Stored data entries:
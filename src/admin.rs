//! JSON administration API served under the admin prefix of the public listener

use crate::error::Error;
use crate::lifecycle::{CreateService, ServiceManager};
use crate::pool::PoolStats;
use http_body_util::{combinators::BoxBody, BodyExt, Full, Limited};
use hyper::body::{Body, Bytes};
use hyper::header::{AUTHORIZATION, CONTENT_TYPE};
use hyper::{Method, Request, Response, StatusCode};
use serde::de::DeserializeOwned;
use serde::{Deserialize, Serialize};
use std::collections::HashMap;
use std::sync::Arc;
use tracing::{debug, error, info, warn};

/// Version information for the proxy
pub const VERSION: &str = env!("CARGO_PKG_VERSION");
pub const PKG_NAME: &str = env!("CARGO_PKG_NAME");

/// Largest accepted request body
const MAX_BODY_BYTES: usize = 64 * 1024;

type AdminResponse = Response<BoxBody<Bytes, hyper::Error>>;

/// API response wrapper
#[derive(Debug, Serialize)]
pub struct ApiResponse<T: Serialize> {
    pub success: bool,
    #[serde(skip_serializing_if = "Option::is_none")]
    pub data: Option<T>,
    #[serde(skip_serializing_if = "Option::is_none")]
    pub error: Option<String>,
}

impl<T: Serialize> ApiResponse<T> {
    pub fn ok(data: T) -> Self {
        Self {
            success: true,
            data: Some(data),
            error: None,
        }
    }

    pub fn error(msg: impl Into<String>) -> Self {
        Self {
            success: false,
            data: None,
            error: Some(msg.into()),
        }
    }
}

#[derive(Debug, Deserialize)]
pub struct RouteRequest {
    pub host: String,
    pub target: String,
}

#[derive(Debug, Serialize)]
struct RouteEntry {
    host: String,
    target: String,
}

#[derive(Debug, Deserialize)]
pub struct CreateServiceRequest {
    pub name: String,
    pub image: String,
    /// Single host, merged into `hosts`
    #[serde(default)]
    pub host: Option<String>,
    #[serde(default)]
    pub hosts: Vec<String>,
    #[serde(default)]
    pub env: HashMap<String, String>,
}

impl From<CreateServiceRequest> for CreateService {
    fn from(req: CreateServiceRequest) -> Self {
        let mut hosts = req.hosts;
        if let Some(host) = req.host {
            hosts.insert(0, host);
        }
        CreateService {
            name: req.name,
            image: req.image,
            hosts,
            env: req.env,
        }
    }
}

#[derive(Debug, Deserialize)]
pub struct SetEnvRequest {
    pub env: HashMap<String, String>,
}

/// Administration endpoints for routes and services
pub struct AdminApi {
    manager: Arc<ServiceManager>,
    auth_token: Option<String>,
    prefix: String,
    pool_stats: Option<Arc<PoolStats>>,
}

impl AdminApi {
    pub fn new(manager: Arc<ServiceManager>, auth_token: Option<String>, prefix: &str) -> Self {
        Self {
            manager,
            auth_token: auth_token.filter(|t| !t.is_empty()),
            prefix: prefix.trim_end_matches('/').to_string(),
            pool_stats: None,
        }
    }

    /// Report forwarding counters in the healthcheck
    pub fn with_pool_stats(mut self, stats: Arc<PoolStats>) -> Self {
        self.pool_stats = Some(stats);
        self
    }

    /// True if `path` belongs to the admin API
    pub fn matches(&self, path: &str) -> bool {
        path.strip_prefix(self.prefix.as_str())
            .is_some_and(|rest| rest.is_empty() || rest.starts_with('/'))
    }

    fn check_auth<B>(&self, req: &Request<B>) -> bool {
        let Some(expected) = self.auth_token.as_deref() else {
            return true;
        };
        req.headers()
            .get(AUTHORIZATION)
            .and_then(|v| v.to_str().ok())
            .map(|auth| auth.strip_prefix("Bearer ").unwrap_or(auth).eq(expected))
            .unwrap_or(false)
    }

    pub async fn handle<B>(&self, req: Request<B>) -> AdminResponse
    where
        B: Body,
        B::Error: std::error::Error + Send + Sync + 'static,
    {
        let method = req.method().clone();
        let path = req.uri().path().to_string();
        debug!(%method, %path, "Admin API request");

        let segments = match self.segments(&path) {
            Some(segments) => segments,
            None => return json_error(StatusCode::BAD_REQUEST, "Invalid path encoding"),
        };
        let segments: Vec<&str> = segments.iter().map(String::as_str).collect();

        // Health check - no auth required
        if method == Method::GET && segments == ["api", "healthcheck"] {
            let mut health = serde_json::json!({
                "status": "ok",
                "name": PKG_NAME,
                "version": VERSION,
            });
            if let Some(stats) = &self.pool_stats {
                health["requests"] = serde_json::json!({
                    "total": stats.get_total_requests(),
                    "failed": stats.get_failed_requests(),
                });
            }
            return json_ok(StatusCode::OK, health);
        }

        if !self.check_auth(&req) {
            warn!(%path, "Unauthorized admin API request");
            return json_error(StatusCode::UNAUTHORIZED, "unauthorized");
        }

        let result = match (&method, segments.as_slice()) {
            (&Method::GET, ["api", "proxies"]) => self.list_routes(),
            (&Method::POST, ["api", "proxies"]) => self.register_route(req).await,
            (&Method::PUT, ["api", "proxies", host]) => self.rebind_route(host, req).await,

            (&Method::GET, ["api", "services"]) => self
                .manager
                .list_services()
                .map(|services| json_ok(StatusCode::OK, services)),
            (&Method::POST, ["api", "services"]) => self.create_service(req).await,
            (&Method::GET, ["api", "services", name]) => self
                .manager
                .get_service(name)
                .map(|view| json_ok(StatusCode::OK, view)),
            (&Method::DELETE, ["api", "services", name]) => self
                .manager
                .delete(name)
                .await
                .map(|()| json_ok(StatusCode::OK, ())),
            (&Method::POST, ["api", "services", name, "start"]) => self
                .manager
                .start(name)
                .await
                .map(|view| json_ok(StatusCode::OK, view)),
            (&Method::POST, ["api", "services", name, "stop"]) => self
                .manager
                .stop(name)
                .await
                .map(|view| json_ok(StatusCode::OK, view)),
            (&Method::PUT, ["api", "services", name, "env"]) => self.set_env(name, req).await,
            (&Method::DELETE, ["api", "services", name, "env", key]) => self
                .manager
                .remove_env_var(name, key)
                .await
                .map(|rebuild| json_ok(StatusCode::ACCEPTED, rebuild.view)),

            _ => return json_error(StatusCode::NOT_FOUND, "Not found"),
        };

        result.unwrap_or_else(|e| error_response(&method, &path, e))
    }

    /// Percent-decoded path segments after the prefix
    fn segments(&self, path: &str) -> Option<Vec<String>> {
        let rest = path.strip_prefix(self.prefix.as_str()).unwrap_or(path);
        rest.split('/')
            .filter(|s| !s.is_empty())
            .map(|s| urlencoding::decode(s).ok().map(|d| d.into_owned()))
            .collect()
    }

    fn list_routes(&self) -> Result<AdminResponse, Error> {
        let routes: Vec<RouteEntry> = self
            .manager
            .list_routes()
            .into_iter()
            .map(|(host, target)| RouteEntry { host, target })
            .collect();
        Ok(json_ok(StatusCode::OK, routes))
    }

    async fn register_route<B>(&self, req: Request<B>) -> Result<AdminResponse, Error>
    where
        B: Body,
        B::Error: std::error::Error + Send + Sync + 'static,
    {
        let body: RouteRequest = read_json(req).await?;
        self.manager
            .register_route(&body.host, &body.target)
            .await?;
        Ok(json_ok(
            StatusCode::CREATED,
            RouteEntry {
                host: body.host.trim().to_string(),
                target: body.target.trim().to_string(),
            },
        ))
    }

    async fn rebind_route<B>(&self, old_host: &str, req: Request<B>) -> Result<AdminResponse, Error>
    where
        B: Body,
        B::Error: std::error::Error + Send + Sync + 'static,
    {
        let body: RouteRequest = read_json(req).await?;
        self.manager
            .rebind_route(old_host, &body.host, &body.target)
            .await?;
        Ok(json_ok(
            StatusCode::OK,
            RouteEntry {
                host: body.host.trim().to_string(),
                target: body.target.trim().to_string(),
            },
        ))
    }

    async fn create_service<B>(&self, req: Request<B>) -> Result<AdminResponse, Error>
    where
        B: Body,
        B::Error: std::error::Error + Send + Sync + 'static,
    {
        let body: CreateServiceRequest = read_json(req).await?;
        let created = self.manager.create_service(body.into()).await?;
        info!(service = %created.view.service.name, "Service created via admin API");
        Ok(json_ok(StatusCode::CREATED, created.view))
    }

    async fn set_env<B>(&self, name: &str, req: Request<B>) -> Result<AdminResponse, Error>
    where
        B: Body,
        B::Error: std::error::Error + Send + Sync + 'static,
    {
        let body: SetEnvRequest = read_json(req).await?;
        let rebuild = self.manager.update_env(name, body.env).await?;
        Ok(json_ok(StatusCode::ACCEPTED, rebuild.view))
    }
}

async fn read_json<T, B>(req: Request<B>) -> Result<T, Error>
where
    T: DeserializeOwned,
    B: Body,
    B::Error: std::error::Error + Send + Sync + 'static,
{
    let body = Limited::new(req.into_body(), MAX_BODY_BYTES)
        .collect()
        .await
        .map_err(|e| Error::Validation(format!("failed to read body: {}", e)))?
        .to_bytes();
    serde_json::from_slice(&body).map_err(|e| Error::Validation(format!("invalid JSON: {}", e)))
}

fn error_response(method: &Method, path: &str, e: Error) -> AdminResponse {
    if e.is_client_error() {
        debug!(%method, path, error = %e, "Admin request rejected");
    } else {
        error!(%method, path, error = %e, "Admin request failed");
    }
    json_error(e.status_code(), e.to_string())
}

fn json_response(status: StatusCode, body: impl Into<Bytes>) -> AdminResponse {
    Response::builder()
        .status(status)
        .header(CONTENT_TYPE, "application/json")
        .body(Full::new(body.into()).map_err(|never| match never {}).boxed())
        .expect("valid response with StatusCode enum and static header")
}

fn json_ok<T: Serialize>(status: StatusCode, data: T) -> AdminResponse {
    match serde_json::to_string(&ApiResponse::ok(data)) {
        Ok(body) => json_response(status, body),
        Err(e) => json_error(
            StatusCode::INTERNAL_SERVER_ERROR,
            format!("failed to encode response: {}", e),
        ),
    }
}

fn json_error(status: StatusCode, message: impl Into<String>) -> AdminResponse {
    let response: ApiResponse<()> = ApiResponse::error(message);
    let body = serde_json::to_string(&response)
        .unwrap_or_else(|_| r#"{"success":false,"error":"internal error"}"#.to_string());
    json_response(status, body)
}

■ DIRECTIONS FOR THIS TASK
Exactly how many lines in the records contain the string "message"? Give that number alone.

■ SOLUTION FOR THIS EXERCISE
2